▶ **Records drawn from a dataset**
=== Begin Enclosure ===
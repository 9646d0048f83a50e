use async_trait::async_trait;
use chat_session::Message;
use futures::stream::BoxStream;
use serde::Deserialize;
use std::time::Duration;

/// One model descriptor from a listing response. Backend versions disagree
/// on the field name, so both `id` and `name` are accepted; `identifier`
/// tries `id` first.
#[derive(Debug, Clone, Deserialize)]
pub struct ModelDescriptor {
    #[serde(default)]
    pub id: Option<String>,
    #[serde(default)]
    pub name: Option<String>,
}

impl ModelDescriptor {
    pub fn identifier(&self) -> Option<&str> {
        self.id.as_deref().or(self.name.as_deref())
    }
}

/// One decoded line of a streaming pull response. Transient; not persisted.
#[derive(Debug, Clone, Deserialize)]
pub struct PullProgress {
    #[serde(default)]
    pub status: Option<String>,
    #[serde(default)]
    pub error: Option<String>,
}

/// Lazy sequence of pull progress events. Finite, non-restartable; ends on
/// stream close, yields `Err` on transport failure.
pub type PullStream = BoxStream<'static, anyhow::Result<PullProgress>>;

#[async_trait]
pub trait ChatBackend: Send + Sync {
    /// Liveness check: any 2xx from the backend counts as alive. Must use a
    /// short per-request timeout independent of the caller's overall budget.
    async fn ping(&self) -> anyhow::Result<()>;

    /// List available models. Any failure (transport or shape) is an `Err`;
    /// callers decide whether that blocks them.
    async fn list_models(&self) -> anyhow::Result<Vec<ModelDescriptor>>;

    /// Start a streaming pull of `model`. `budget` bounds the whole request.
    async fn pull_model(&self, model: &str, budget: Duration) -> anyhow::Result<PullStream>;

    /// Non-streaming chat completion over the full accumulated history.
    /// Returns the assistant's reply text.
    async fn chat(&self, model: &str, history: &[Message]) -> anyhow::Result<String>;
}
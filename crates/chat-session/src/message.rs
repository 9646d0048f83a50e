use serde::{Deserialize, Serialize};

/// Who produced a message. Serialized lowercase to match the
/// OpenAI-compatible wire format (`"system"`, `"user"`, `"assistant"`).
#[derive(Clone, Copy, Debug, PartialEq, Eq, Serialize, Deserialize)]
#[serde(rename_all = "lowercase")]
pub enum Role {
    System,
    User,
    Assistant,
}

/// One conversation message. Immutable once created; ordering within a
/// session is the conversation order.
#[derive(Clone, Debug, PartialEq, Eq, Serialize, Deserialize)]
pub struct Message {
    pub role: Role,
    pub content: String,
}

impl Message {
    pub fn new(role: Role, content: impl Into<String>) -> Self {
        Self {
            role,
            content: content.into(),
        }
    }

    pub fn system(content: impl Into<String>) -> Self {
        Self::new(Role::System, content)
    }

    pub fn user(content: impl Into<String>) -> Self {
        Self::new(Role::User, content)
    }

    pub fn assistant(content: impl Into<String>) -> Self {
        Self::new(Role::Assistant, content)
    }
}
=== End Enclosure ===
▶ **Exercise brief**
Each of the records is to be repeated word for word.

▶ **Answer for the task**
repository 9646d0048f83a50e
use async_trait::async_trait;
use chat_session::Message;
use futures::stream::BoxStream;
use serde::Deserialize;
use std::time::Duration;

/// One model descriptor from a listing response. Backend versions disagree
/// on the field name, so both `id` and `name` are accepted; `identifier`
/// tries `id` first.
#[derive(Debug, Clone, Deserialize)]
pub struct ModelDescriptor {
    #[serde(default)]
    pub id: Option<String>,
    #[serde(default)]
    pub name: Option<String>,
}

impl ModelDescriptor {
    pub fn identifier(&self) -> Option<&str> {
        self.id.as_deref().or(self.name.as_deref())
    }
}

/// One decoded line of a streaming pull response. Transient; not persisted.
#[derive(Debug, Clone, Deserialize)]
pub struct PullProgress {
    #[serde(default)]
    pub status: Option<String>,
    #[serde(default)]
    pub error: Option<String>,
}

/// Lazy sequence of pull progress events. Finite, non-restartable; ends on
/// stream close, yields `Err` on transport failure.
pub type PullStream = BoxStream<'static, anyhow::Result<PullProgress>>;

#[async_trait]
pub trait ChatBackend: Send + Sync {
    /// Liveness check: any 2xx from the backend counts as alive. Must use a
    /// short per-request timeout independent of the caller's overall budget.
    async fn ping(&self) -> anyhow::Result<()>;

    /// List available models. Any failure (transport or shape) is an `Err`;
    /// callers decide whether that blocks them.
    async fn list_models(&self) -> anyhow::Result<Vec<ModelDescriptor>>;

    /// Start a streaming pull of `model`. `budget` bounds the whole request.
    async fn pull_model(&self, model: &str, budget: Duration) -> anyhow::Result<PullStream>;

    /// Non-streaming chat completion over the full accumulated history.
    /// Returns the assistant's reply text.
    async fn chat(&self, model: &str, history: &[Message]) -> anyhow::Result<String>;
}
filename crates/chat-session/src/message.rs
repository 9646d0048f83a50e
use serde::{Deserialize, Serialize};

/// Who produced a message. Serialized lowercase to match the
/// OpenAI-compatible wire format (`"system"`, `"user"`, `"assistant"`).
#[derive(Clone, Copy, Debug, PartialEq, Eq, Serialize, Deserialize)]
#[serde(rename_all = "lowercase")]
pub enum Role {
    System,
    User,
    Assistant,
}

/// One conversation message. Immutable once created; ordering within a
/// session is the conversation order.
#[derive(Clone, Debug, PartialEq, Eq, Serialize, Deserialize)]
pub struct Message {
    pub role: Role,
    pub content: String,
}

impl Message {
    pub fn new(role: Role, content: impl Into<String>) -> Self {
        Self {
            role,
            content: content.into(),
        }
    }

    pub fn system(content: impl Into<String>) -> Self {
        Self::new(Role::System, content)
    }

    pub fn user(content: impl Into<String>) -> Self {
        Self::new(Role::User, content)
    }

    pub fn assistant(content: impl Into<String>) -> Self {
        Self::new(Role::Assistant, content)
    }
}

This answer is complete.